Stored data
_____

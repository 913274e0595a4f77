//! ragstage CLI
//!
//! A thin binary over `ragstage-core`: wires the six HTTP collaborators
//! from environment configuration and runs one retrieval.

use anyhow::{Context, Result};
use clap::{Parser, Subcommand};
use ragstage_core::clients::{
    HttpBm25Searcher, HttpChunkRepository, HttpQueryExpander, HttpReranker, HttpTagSearchClient,
    HttpVectorEncoder, VllmClient,
};
use ragstage_core::{PipelineConfig, QueryInput, ServiceConfig};
use std::path::PathBuf;
use std::sync::Arc;

#[derive(Parser)]
#[command(name = "ragstage", about = "Hybrid retrieval pipeline driver")]
struct Cli {
    #[command(subcommand)]
    command: Commands,
}

#[derive(Subcommand)]
enum Commands {
    /// Run one retrieval and print the resulting context items as JSON.
    Retrieve(RetrieveArgs),
}

#[derive(Parser)]
struct RetrieveArgs {
    /// The free-form query text.
    query: String,

    /// Comma-separated list of article ids to restrict the search to.
    #[arg(long)]
    candidates: Option<String>,

    /// Opaque id used only for log correlation; a random one is generated
    /// if omitted.
    #[arg(long)]
    retrieval_id: Option<String>,

    /// Optional YAML config file overlaying environment defaults.
    #[arg(long)]
    config: Option<PathBuf>,
}

#[tokio::main]
async fn main() -> Result<()> {
    tracing_subscriber::fmt()
        .with_env_filter(
            tracing_subscriber::EnvFilter::from_default_env()
                .add_directive(tracing::Level::WARN.into()),
        )
        .init();

    let cli = Cli::parse();
    match cli.command {
        Commands::Retrieve(args) => run_retrieve(args).await,
    }
}

async fn run_retrieve(args: RetrieveArgs) -> Result<()> {
    let config = PipelineConfig::load(args.config.as_deref()).context("loading pipeline config")?;

    let embedder_config = ServiceConfig::from_env(
        "RAGSTAGE_EMBEDDER_URL",
        "RAGSTAGE_EMBEDDER_MODEL",
        "RAGSTAGE_EMBEDDER_API_KEY",
    )
    .context("RAGSTAGE_EMBEDDER_URL is required")?;
    let repo_config = ServiceConfig::from_env(
        "RAGSTAGE_CHUNK_REPO_URL",
        "RAGSTAGE_CHUNK_REPO_MODEL",
        "RAGSTAGE_CHUNK_REPO_API_KEY",
    )
    .context("RAGSTAGE_CHUNK_REPO_URL is required")?;

    let vector_encoder = HttpVectorEncoder::new(embedder_config)?;
    let chunk_repository = HttpChunkRepository::new(repo_config)?;

    let bm25_searcher = ServiceConfig::from_env(
        "RAGSTAGE_BM25_URL",
        "RAGSTAGE_BM25_MODEL",
        "RAGSTAGE_BM25_API_KEY",
    )
    .map(HttpBm25Searcher::new)
    .transpose()?;

    let query_expander = ServiceConfig::from_env(
        "RAGSTAGE_EXPANDER_URL",
        "RAGSTAGE_EXPANDER_MODEL",
        "RAGSTAGE_EXPANDER_API_KEY",
    )
    .map(HttpQueryExpander::new)
    .transpose()?
    .unwrap_or_else(|| HttpQueryExpander::new(ServiceConfig::new("http://localhost:0")).unwrap());

    let tag_search_client = ServiceConfig::from_env(
        "RAGSTAGE_TAGS_URL",
        "RAGSTAGE_TAGS_MODEL",
        "RAGSTAGE_TAGS_API_KEY",
    )
    .map(HttpTagSearchClient::new)
    .transpose()?
    .unwrap_or_else(|| HttpTagSearchClient::new(ServiceConfig::new("http://localhost:0")).unwrap());

    let llm_config = ServiceConfig::from_env(
        "RAGSTAGE_LLM_URL",
        "RAGSTAGE_LLM_MODEL",
        "RAGSTAGE_LLM_API_KEY",
    )
    .unwrap_or_else(|| ServiceConfig::new("http://localhost:0"));
    let llm_client: Arc<dyn ragstage_core::clients::LlmClient> =
        Arc::new(VllmClient::new(llm_config)?);

    let reranker = if config.rerank_enabled {
        Some(HttpReranker::new(llm_client.clone(), "default"))
    } else {
        None
    };

    let candidate_article_ids = args
        .candidates
        .map(|raw| raw.split(',').map(|s| s.trim().to_string()).collect());

    let input = QueryInput {
        query: args.query,
        candidate_article_ids,
        retrieval_id: args.retrieval_id.unwrap_or_else(|| uuid::Uuid::new_v4().to_string()),
    };

    let clients = ragstage_core::PipelineClients {
        vector_encoder: &vector_encoder,
        bm25_searcher: bm25_searcher.as_ref().map(|c| c as &dyn ragstage_core::clients::Bm25Searcher),
        chunk_repository: &chunk_repository,
        query_expander: &query_expander,
        llm_client: llm_client.as_ref(),
        tag_search_client: &tag_search_client,
        reranker: reranker.as_ref().map(|r| r as &dyn ragstage_core::clients::Reranker),
    };

    let output = ragstage_core::retrieve(input, config, &clients)
        .await
        .map_err(|err| anyhow::anyhow!(err))?;

    println!("{}", serde_json::to_string_pretty(&output)?);
    Ok(())
}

_____

Scan the records above for the word "ServiceConfig". Copy each line that has it.

**Written response:**
use ragstage_core::{PipelineConfig, QueryInput, ServiceConfig};
    let embedder_config = ServiceConfig::from_env(
    let repo_config = ServiceConfig::from_env(
    let bm25_searcher = ServiceConfig::from_env(
    let query_expander = ServiceConfig::from_env(
    .unwrap_or_else(|| HttpQueryExpander::new(ServiceConfig::new("http://localhost:0")).unwrap());
    let tag_search_client = ServiceConfig::from_env(
    .unwrap_or_else(|| HttpTagSearchClient::new(ServiceConfig::new("http://localhost:0")).unwrap());
    let llm_config = ServiceConfig::from_env(
    .unwrap_or_else(|| ServiceConfig::new("http://localhost:0"));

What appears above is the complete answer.